Year 361 (CCCLXI) was a common year starting on Monday (link will display the full calendar) of the Julian calendar. At the time, it was known as the Year of the Consulship of Taurus and Florentius (or, less frequently, year 1114 Ab urbe condita). The denomination 361 for this year has been used since the early medieval period, when the Anno Domini calendar era became the prevalent method in Europe for naming years.

Events 
 By place 
 Roman Empire 
 November 3 – Emperor Constantius II dies of a fever at Mopsuestia in Cilicia, age 44; on his deathbed he is baptised, and declares his cousin Julian the Apostate rightful successor.  
 December 11 – Julian becomes sole emperor of the Roman Empire; he rules from Constantinople, and tries to restore paganism.

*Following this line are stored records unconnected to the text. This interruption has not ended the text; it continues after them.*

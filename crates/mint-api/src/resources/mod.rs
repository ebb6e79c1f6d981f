//! API resource endpoints
//!
//! Each resource is a thin view over the [`Client`](crate::Client): it checks
//! its arguments, then the session, builds a request and hands it to the
//! executor. No request is sent when a check fails.
//!
//! A view made with `cancellable(&token)` aborts its calls once the token
//! fires. The token only affects calls made through that view.

pub mod chats;
pub mod favorites;
pub mod oauth;
pub mod profiles;

pub use chats::Chats;
pub use favorites::Favorites;
pub use oauth::OAuth;
pub use profiles::{Profiles, merge_by_id};

use mint_transport::HttpRequest;
use serde_json::Value;
use tokio_util::sync::CancellationToken;

use crate::client::Client;

/// Header carrying the token for read endpoints.
pub(crate) const ACCESS_TOKEN_HEADER: &str = "X-Access-Token";

/// `Authorization` header value used by write endpoints.
pub(crate) fn oauth_header(access_token: &str) -> String {
    format!("OAuth=\"{access_token}\"")
}

/// GET through the client's executor, stopping early if `cancel` fires.
pub(crate) async fn read(
    client: &Client,
    request: HttpRequest,
    cancel: Option<&CancellationToken>,
) -> crate::Result<Value> {
    match cancel {
        Some(token) => client.executor().read_cancellable(request, token).await,
        None => client.executor().read(request).await,
    }
}

/// POST through the client's executor, stopping early if `cancel` fires.
pub(crate) async fn write(
    client: &Client,
    request: HttpRequest,
    cancel: Option<&CancellationToken>,
) -> crate::Result<Value> {
    match cancel {
        Some(token) => client.executor().write_cancellable(request, token).await,
        None => client.executor().write(request).await,
    }
}

/// Reject empty or whitespace-only identifiers.
pub(crate) fn require_id<'a>(operation: &str, name: &str, value: &'a str) -> crate::Result<&'a str> {
    let value = value.trim();
    if value.is_empty() {
        crate::observability::log_precondition_failed(operation, name);
        return Err(crate::Error::invalid_argument(format!("{name} is required")));
    }
    Ok(value)
}
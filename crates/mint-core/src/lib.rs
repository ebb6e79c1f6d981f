#![deny(unsafe_code)]
#![warn(missing_docs)]

//! Resilience primitives for the Mint API client.
//!
//! This crate holds the two pieces of the request path that carry real
//! behavioural contracts, independent of HTTP:
//!
//! - **Retry** via the [`BackoffStrategy`](retry::BackoffStrategy) trait and its
//!   fixed-interval implementation [`RetryPolicy`](retry::RetryPolicy)
//!   - bounded attempt count
//!   - overall time budget measured from the first attempt
//!   - a predicate that never retries rejected credentials
//!   - optional cancellation
//! - **Circuit breaking** via [`CircuitBreaker`](breaker::CircuitBreaker)
//!   - failure ratio over a rolling, bucketed window
//!   - cooldown followed by a single half-open probe
//!
//! Both are generic over the caller's error type. Errors describe how they
//! should be treated by implementing [`Classify`].
//!
//! # Examples
//!
//! ```rust
//! use mint_core::prelude::*;
//! use std::time::Duration;
//!
//! #[derive(Debug, thiserror::Error)]
//! enum CallError {
//!     #[error("backend hiccup")]
//!     Hiccup,
//!     #[error(transparent)]
//!     Resilience(#[from] ResilienceError),
//! }
//!
//! impl Classify for CallError {
//!     fn failure_class(&self) -> FailureClass {
//!         FailureClass::Transient
//!     }
//! }
//!
//! # async fn example() -> Result<(), CallError> {
//! let policy = RetryPolicy::builder()
//!     .max_attempts(3)
//!     .interval(Duration::from_millis(10))
//!     .build();
//! let breaker = CircuitBreaker::new(CircuitBreakerConfig::default());
//!
//! let value = breaker
//!     .exec(|| policy.execute(|| async { Ok::<_, CallError>(42) }))
//!     .await?;
//! assert_eq!(value, 42);
//! # Ok(())
//! # }
//! ```

pub mod breaker;
pub mod error;
pub mod retry;

pub use error::{Classify, FailureClass, ResilienceError};

/// Convenient re-exports of commonly used items.
///
/// ```rust
/// use mint_core::prelude::*;
/// ```
pub mod prelude {
    pub use crate::breaker::{CircuitBreaker, CircuitBreakerConfig, CircuitBreakerStats, CircuitState};
    pub use crate::error::{Classify, FailureClass, ResilienceError};
    pub use crate::retry::{BackoffStrategy, RetryPolicy, RetryPolicyBuilder};
}
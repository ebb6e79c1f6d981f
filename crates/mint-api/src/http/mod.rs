//! HTTP request execution
//!
//! [`RequestExecutor`] is the only component that talks to the transport.
//! [`classify`] decides what each response means.

pub mod classifier;
pub mod executor;

pub use classifier::{ResponseOutcome, classify};
pub use executor::RequestExecutor;
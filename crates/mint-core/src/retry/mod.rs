//! Retry strategies.
//!
//! # Key Types
//!
//! - [`BackoffStrategy`] - Core trait for retry strategies
//! - [`RetryPolicy`] - Fixed-interval retry bounded by attempts and an overall timeout
//!
//! # Examples
//!
//! ```rust
//! use mint_core::retry::{BackoffStrategy, RetryPolicy};
//! use std::time::Duration;
//!
//! let policy = RetryPolicy::builder()
//!     .max_attempts(2)
//!     .interval(Duration::from_secs(3))
//!     .timeout(Duration::from_secs(24))
//!     .build();
//!
//! assert_eq!(policy.max_attempts(), 2);
//! assert_eq!(policy.next_delay(1), Some(Duration::from_secs(3)));
//! assert_eq!(policy.next_delay(2), None);
//! ```

mod policy;
mod strategy;

pub use policy::{RetryPolicy, RetryPolicyBuilder};
pub use strategy::BackoffStrategy;
//! Favorites API endpoint

use mint_transport::HttpRequest;
use serde_json::Value;
use tokio_util::sync::CancellationToken;

use super::{oauth_header, require_id, write};
use crate::{client::Client, error::Result};

/// Favorites API resource.
#[derive(Clone, Copy)]
pub struct Favorites<'a> {
    client: &'a Client,
    cancel: Option<&'a CancellationToken>,
}

impl<'a> Favorites<'a> {
    pub(crate) fn new(client: &'a Client) -> Self {
        Self { client, cancel: None }
    }

    /// Abort calls made through this view once `token` fires.
    pub fn cancellable(mut self, token: &'a CancellationToken) -> Self {
        self.cancel = Some(token);
        self
    }

    /// Like a user.
    pub async fn like(&self, user_id: &str) -> Result<Value> {
        let user_id = require_id("like", "user id", user_id)?;
        let credentials = self.client.session().require()?;

        let request = HttpRequest::post(self.client.url("/v5/me/favorites"))
            .with_header("Authorization", oauth_header(credentials.access_token()))
            .with_form([("id", user_id)]);

        write(self.client, request, self.cancel).await
    }

    /// Pass on a user. The backend has no such endpoint; this always succeeds
    /// without a request.
    pub async fn pass(&self) -> Result<()> {
        Ok(())
    }
}
//! Response types
//!
//! Only the fields the client itself relies on are modelled. Everything else
//! the backend sends is kept verbatim in `extra`.

use serde::{Deserialize, Deserializer, Serialize};
use serde_json::{Map, Value};

/// Payload of a successful authorization.
#[derive(Debug, Clone, PartialEq, Serialize, Deserialize)]
pub struct Authorization {
    /// Token for subsequent requests
    pub access_token: String,

    /// Id of the authorized user
    #[serde(deserialize_with = "string_or_number")]
    pub user_id: String,

    /// Remaining fields
    #[serde(flatten)]
    pub extra: Map<String, Value>,
}

/// A user profile as returned by discovery and profile lookups.
#[derive(Debug, Clone, PartialEq, Serialize, Deserialize)]
pub struct Profile {
    /// Unique profile id
    #[serde(deserialize_with = "string_or_number")]
    pub id: String,

    /// Remaining fields
    #[serde(flatten)]
    pub extra: Map<String, Value>,
}

impl Profile {
    /// Get a field by name.
    pub fn get(&self, key: &str) -> Option<&Value> {
        self.extra.get(key)
    }
}

/// Shape shared by list endpoints: `{"data": [...]}`.
///
/// A missing or `null` `data` is an empty list.
#[derive(Debug, Deserialize)]
#[serde(bound(deserialize = "T: Deserialize<'de>"))]
pub(crate) struct DataList<T> {
    #[serde(default)]
    data: Option<Vec<T>>,
}

impl<T> DataList<T> {
    pub(crate) fn into_items(self) -> Vec<T> {
        self.data.unwrap_or_default()
    }
}

/// Ids arrive as strings from some endpoints and as numbers from others.
fn string_or_number<'de, D>(deserializer: D) -> Result<String, D::Error>
where
    D: Deserializer<'de>,
{
    match Value::deserialize(deserializer)? {
        Value::String(s) => Ok(s),
        Value::Number(n) => Ok(n.to_string()),
        other => Err(serde::de::Error::custom(format!(
            "expected a string or number id, got {other}"
        ))),
    }
}
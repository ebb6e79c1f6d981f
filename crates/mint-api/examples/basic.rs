//! Basic usage: authorize, discover nearby profiles and like the first one.
//!
//! Run with:
//! ```sh
//! FACEBOOK_TOKEN=... cargo run -p mint-api --example basic --features trace
//! ```

use mint_api::{Client, Error};

#[tokio::main]
async fn main() -> Result<(), Box<dyn std::error::Error>> {
    #[cfg(feature = "trace")]
    mint_api::observability::init_tracing();

    let facebook_token = std::env::var("FACEBOOK_TOKEN")?;
    let client = Client::from_env()?;

    let auth = client.oauth().authorize(&facebook_token).await?;
    println!("Authorized as {}", auth.user_id);

    let profiles = match client.profiles().recommendations(52.52, 13.40).await {
        Ok(profiles) => profiles,
        Err(Error::CircuitOpen) => {
            eprintln!("Backend is degraded, try again later");
            return Ok(());
        }
        Err(e) => return Err(e.into()),
    };
    println!("{} recommendations", profiles.len());

    if let Some(profile) = profiles.first() {
        client.favorites().like(&profile.id).await?;
        client
            .chats()
            .send_message(&profile.id, None, "Hi there!")
            .await?;
        println!("Liked and messaged {}", profile.id);
    }

    let stats = client.circuit_breaker().stats();
    println!(
        "Breaker {}: {} ok, {} failed",
        stats.state, stats.successes, stats.failures
    );

    Ok(())
}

Constantius II is buried in the Church of the Holy Apostles.
 Ministers and followers of Constantius II are put on trial, at the Chalcedon Tribunal.

 China 
 July 10 – Sixteen Kingdoms: Jin Aidi, age 20, succeeds Jin Mudi, as emperor of the Eastern Jin Dynasty.

 By topic 
 Art 
 361–363 – A Julian the Apostate coin is issued. It is now kept at the British Museum, London.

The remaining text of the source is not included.